Lektüre der Straßen: Große Hamburger Straße


Schrecken der Geschichte, Freuden der Gegenwart
Die Schriftstellerin Irina Liebmann im Scheunenviertel
vor und nach dem Fall der Mauer


von Michael Bienert

Die Stühle, die Wandverkleidung, die Gardinen, das Klo: In dem kleinen Café "R.Z.", mitten im Berliner Scheunenviertel gelegen, stammt noch manches aus der Zeit vor der deutschen Einheit. Aus den Fenstern blickt man auf die jüdische Knabenschule an der Großen Hamburger Straße. Nach dem Holocaust als staatliche Berufsschule genutzt, wird das schöne alte Gebäude jetzt wieder zum jüdischen Gymnasium ausgebaut. In der Straße stehen noch die DDR-typischen Betonkandelaber; denkt man sich die ununterbrochene Reihe der geparkten Neuwagen weg, hat man fast das Bild, das sie in der Endzeit des ostdeutschen Staates bot. Noch kleben CDU-Plakate aus dem Vereinigungswahlkampf von 1990 - "Nie wieder Sozialismus!" - an den Häusern. Die Fassaden sind graubraun, rissig, mit Einschußlöchern aus den letzten Kriegstagen übersät.

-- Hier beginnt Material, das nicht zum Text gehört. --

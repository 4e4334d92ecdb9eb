//! TCR HTTP Clients
//!
//! Typed HTTP clients for everything the controller talks to:
//! - [`RunnerClient`]: pushes jobs to a runner's `/job` endpoint
//! - [`ProviderClient`]: reads demand/capacity from the GitHub Actions API and
//!   issues runner registration tokens
//! - [`AgentClient`]: forwards registration credentials and scale commands to
//!   the per-host agent
//!
//! Every client is built on a `reqwest::Client` with a bounded timeout.
//!
//! # Example
//!
//! ```no_run
//! use tcr_client::RunnerClient;
//! use tcr_core::domain::job::Job;
//!
//! #[tokio::main]
//! async fn main() -> tcr_client::Result<()> {
//!     let client = RunnerClient::new()?;
//!     let job = Job::new("j1", "queued", "octo", "repo", "build");
//!     client.dispatch_job("http://10.0.0.5:8081", &job).await?;
//!     Ok(())
//! }
//! ```

pub mod error;
mod agent;
mod provider;
mod runner;

pub use agent::AgentClient;
pub use error::{ClientError, Result};
pub use provider::{ProviderClient, ProviderConfig};
pub use runner::RunnerClient;

use std::time::Duration;

use reqwest::Client;
use serde::de::DeserializeOwned;

/// Timeout for pushing a job to a runner
pub const DEFAULT_DISPATCH_TIMEOUT: Duration = Duration::from_secs(8);

/// Timeout for provider and agent calls
pub const DEFAULT_API_TIMEOUT: Duration = Duration::from_secs(10);

/// Build a reqwest client with the given request timeout
fn http_client(timeout: Duration) -> Result<Client> {
    Client::builder()
        .timeout(timeout)
        .user_agent(concat!("tcr-controller/", env!("CARGO_PKG_VERSION")))
        .build()
        .map_err(ClientError::from)
}

// =============================================================================
// Response Handlers
// =============================================================================

/// Check the status code and deserialize the JSON body
async fn handle_response<T: DeserializeOwned>(response: reqwest::Response) -> Result<T> {
    let status = response.status();

    if !status.is_success() {
        let error_text = response
            .text()
            .await
            .unwrap_or_else(|_| "Unknown error".to_string());
        return Err(ClientError::api_error(status.as_u16(), error_text));
    }

    response
        .json()
        .await
        .map_err(|e| ClientError::ParseError(format!("Failed to parse JSON response: {}", e)))
}

/// Check the status code of a response whose body is ignored
async fn handle_empty_response(response: reqwest::Response) -> Result<()> {
    let status = response.status();

    if !status.is_success() {
        let error_text = response
            .text()
            .await
            .unwrap_or_else(|_| "Unknown error".to_string());
        return Err(ClientError::api_error(status.as_u16(), error_text));
    }

    Ok(())
}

Erst jetzt, im fünften Jahr der Einheit, wird die erste Fassade restauriert.

Am Wochenende kann man vom Café aus Touristengruppen vorüberziehen sehen, eine nach der anderen. Führer zeigen die unscheinbare Grünanlage, die vom ältesten jüdischen Friedhof Berlins übriggeblieben ist. Ein symbolischer Grabstein erinnert an den Aufklärer Moses Mendelssohn, außerdem eine Bronzetafel an der jüdischen Schule, die empfiehlt: "Nach Wahrheit forschen, Schönheit lieben, Gutes wollen, das Beste tun." Der Mann mit Maschinenpistole, der Tafel und Schule im vergangenen Jahr bewachte, ist abgezogen, stattdessen fährt alle paar Minuten eine Polizeistreife vorbei.

Die Straße atmet Geschichte. Neben dem Café hat der Krieg eine Lücke in die unregelmäßige Häuserfront gerissen. An den Brandwänden der Nachbargebäude hängen Tafeln mit den Namen der Bewohner des verschwundenen Hauses. Ein Gedenkstein erinnert an das jüdische Altersheim, in der Nazizeit eine Sammelstelle für Deportationen. Dennoch, erzählen die Stadtführer, heißt die Straße im Volksmund "Toleranzstraße". Haben sich doch in der Vergangenheit die jüdische Gemeinde, die benachbarten Protestanten aus der Sophienkirche und die katholischen Schwestern des St.-Hedwigs-Krankenhauses immer wieder gegenseitig geholfen.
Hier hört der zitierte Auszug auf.